(Collected data)
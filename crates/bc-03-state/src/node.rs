//! # Trie Nodes
//!
//! Three node variants plus the implicit empty trie. A node's identity is
//! the BLAKE3 hash of its canonical encoding; that hash keys the
//! `trie_nodes` column family and links parents to children.

use crate::nibbles::Nibbles;
use shared_types::{CodecError, Decoder, Encoder, Hash, EMPTY_TRIE_ROOT};

const TAG_LEAF: u8 = 0;
const TAG_EXTENSION: u8 = 1;
const TAG_BRANCH: u8 = 2;

/// One trie node.
#[derive(Clone, Debug, PartialEq, Eq)]
pub enum TrieNode {
    /// Terminal node: remaining key path and the stored value.
    Leaf { path: Nibbles, value: Vec<u8> },

    /// Shared-prefix optimization: path segment and one child.
    Extension { path: Nibbles, child: Hash },

    /// 16-way fan-out, plus a value for keys terminating here (unused with
    /// fixed-width keys, kept for shape compatibility).
    Branch {
        children: Box<[Option<Hash>; 16]>,
        value: Option<Vec<u8>>,
    },
}

impl TrieNode {
    /// Canonical encoding: the hash preimage and the on-disk bytes.
    pub fn encode(&self) -> Vec<u8> {
        let mut enc = Encoder::new();
        match self {
            TrieNode::Leaf { path, value } => {
                enc.put_u8(TAG_LEAF);
                enc.put_bytes(&path.encode_hex_prefix(true));
                enc.put_bytes(value);
            }
            TrieNode::Extension { path, child } => {
                enc.put_u8(TAG_EXTENSION);
                enc.put_bytes(&path.encode_hex_prefix(false));
                enc.put_hash(child);
            }
            TrieNode::Branch { children, value } => {
                enc.put_u8(TAG_BRANCH);
                let mut presence: u16 = 0;
                for (i, child) in children.iter().enumerate() {
                    if child.is_some() {
                        presence |= 1 << i;
                    }
                }
                enc.put_u16(presence);
                for child in children.iter().flatten() {
                    enc.put_hash(child);
                }
                match value {
                    None => enc.put_u8(0),
                    Some(v) => {
                        enc.put_u8(1);
                        enc.put_bytes(v);
                    }
                }
            }
        }
        enc.finish()
    }

    /// Node identity: BLAKE3 of the canonical encoding.
    pub fn hash(&self) -> Hash {
        Hash::digest(&self.encode())
    }

    /// Decode a stored node.
    pub fn decode(bytes: &[u8]) -> Result<Self, CodecError> {
        let mut dec = Decoder::new(bytes);
        let node = match dec.get_u8()? {
            TAG_LEAF => {
                let (path, _) = Nibbles::decode_hex_prefix(&dec.get_bytes()?);
                TrieNode::Leaf {
                    path,
                    value: dec.get_bytes()?,
                }
            }
            TAG_EXTENSION => {
                let (path, _) = Nibbles::decode_hex_prefix(&dec.get_bytes()?);
                TrieNode::Extension {
                    path,
                    child: dec.get_hash()?,
                }
            }
            TAG_BRANCH => {
                let presence = dec.get_u16()?;
                let mut children: [Option<Hash>; 16] = Default::default();
                for (i, slot) in children.iter_mut().enumerate() {
                    if presence & (1 << i) != 0 {
                        *slot = Some(dec.get_hash()?);
                    }
                }
                let value = match dec.get_u8()? {
                    0 => None,
                    1 => Some(dec.get_bytes()?),
                    tag => {
                        return Err(CodecError::InvalidTag {
                            tag,
                            context: "TrieNode.Branch.value",
                        })
                    }
                };
                TrieNode::Branch {
                    children: Box::new(children),
                    value,
                }
            }
            tag => {
                return Err(CodecError::InvalidTag {
                    tag,
                    context: "TrieNode",
                })
            }
        };
        dec.finish()?;
        Ok(node)
    }
}

/// Root hash of a trie with no entries.
pub fn empty_root() -> Hash {
    EMPTY_TRIE_ROOT
}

▶ WORK TASK:
Please set down again, word for word, only the lines from the start of the entries through the line with "Nibbles, value: Vec<u8>", both ends included.

▶ RESPONSE TO THE TASK:
filename crates/bc-03-state/src/node.rs
//! # Trie Nodes
//!
//! Three node variants plus the implicit empty trie. A node's identity is
//! the BLAKE3 hash of its canonical encoding; that hash keys the
//! `trie_nodes` column family and links parents to children.

use crate::nibbles::Nibbles;
use shared_types::{CodecError, Decoder, Encoder, Hash, EMPTY_TRIE_ROOT};

const TAG_LEAF: u8 = 0;
const TAG_EXTENSION: u8 = 1;
const TAG_BRANCH: u8 = 2;

/// One trie node.
#[derive(Clone, Debug, PartialEq, Eq)]
pub enum TrieNode {
    /// Terminal node: remaining key path and the stored value.
    Leaf { path: Nibbles, value: Vec<u8> },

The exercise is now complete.